## Your assignment
In the data below, which lines hold the word "rule"? Copy them.

-- Records supplied follows --

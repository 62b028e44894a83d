use structopt::StructOpt;

use mafia_core::models::config::SimulationConfig;

#[derive(Debug, StructOpt)]
#[structopt(name = "mafia-sim", about = "usage of mafia-sim commands.")]
pub struct Opt {
    /// enable debug logging
    #[structopt(short, long, global = true)]
    pub verbose: bool,
    #[structopt(subcommand)]
    pub command: Command,
}

#[derive(Debug, StructOpt)]
pub enum Command {
    /// play one game to completion
    #[structopt(name = "run")]
    Run {
        #[structopt(flatten)]
        settings: Settings,
        /// print the full report as JSON
        #[structopt(long)]
        json: bool,
    },
    /// play many games and summarise them
    #[structopt(name = "batch")]
    Batch {
        #[structopt(flatten)]
        settings: Settings,
        /// number of games
        #[structopt(long, default_value = "100")]
        runs: usize,
        /// print the summary as JSON
        #[structopt(long)]
        json: bool,
    },
}

/// Overrides for values otherwise taken from the environment.
#[derive(Debug, StructOpt)]
pub struct Settings {
    /// number of residents
    #[structopt(short = "n", long)]
    pub population: Option<usize>,
    /// RNG seed
    #[structopt(long)]
    pub seed: Option<u64>,
    /// open vote attempts before giving up
    #[structopt(long)]
    pub max_vote_retries: Option<usize>,
    /// also end the game once every adversary is dead
    #[structopt(long, conflicts_with = "no-town-victory")]
    pub town_victory: bool,
    /// keep playing after every adversary is dead
    #[structopt(long)]
    pub no_town_victory: bool,
}

impl Settings {
    pub fn apply(&self, mut config: SimulationConfig) -> SimulationConfig {
        if let Some(population) = self.population {
            config.population = population;
        }
        if self.seed.is_some() {
            config.seed = self.seed;
        }
        if let Some(max_vote_retries) = self.max_vote_retries {
            config.rule.max_vote_retries = max_vote_retries;
        }
        if self.town_victory {
            config.rule.town_victory = true;
        } else if self.no_town_victory {
            config.rule.town_victory = false;
        }
        config
    }
}

#[cfg(test)]
mod tests {
    use super::*;

    #[test]
    fn flags_override_config() {
        let opt = Opt::from_iter(&[
            "mafia-sim",
            "run",
            "-n",
            "12",
            "--seed",
            "9",
            "--town-victory",
        ]);
        let Command::Run { settings, json } = opt.command else {
            panic!("expected run command");
        };

        let config = settings.apply(SimulationConfig::default());
        assert!(!json);
        assert_eq!(config.population, 12);
        assert_eq!(config.seed, Some(9));
        assert!(config.rule.town_victory);
    }

    #[test]
    fn no_town_victory_overrides_config() {
        let opt = Opt::from_iter(&["mafia-sim", "run", "--no-town-victory"]);
        let Command::Run { settings, .. } = opt.command else {
            panic!("expected run command");
        };

        let mut base = SimulationConfig::default();
        base.rule.town_victory = true;
        assert!(!settings.apply(base).rule.town_victory);
    }

    #[test]
    fn town_victory_flags_conflict() {
        let result =
            Opt::from_iter_safe(&["mafia-sim", "run", "--town-victory", "--no-town-victory"]);
        assert!(result.is_err());
    }

    #[test]
    fn missing_flags_keep_config() {
        let opt = Opt::from_iter(&["mafia-sim", "batch", "--runs", "5"]);
        let Command::Batch { settings, runs, .. } = opt.command else {
            panic!("expected batch command");
        };

        let base = SimulationConfig {
            population: 7,
            seed: Some(3),
            ..SimulationConfig::default()
        };
        assert_eq!(runs, 5);
        assert_eq!(settings.apply(base.clone()), base);
    }
}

-- Records supplied concluded --

## Reply to the exercise
            config.rule.max_vote_retries = max_vote_retries;
            config.rule.town_victory = true;
            config.rule.town_victory = false;
        assert!(config.rule.town_victory);
        base.rule.town_victory = true;
        assert!(!settings.apply(base).rule.town_victory);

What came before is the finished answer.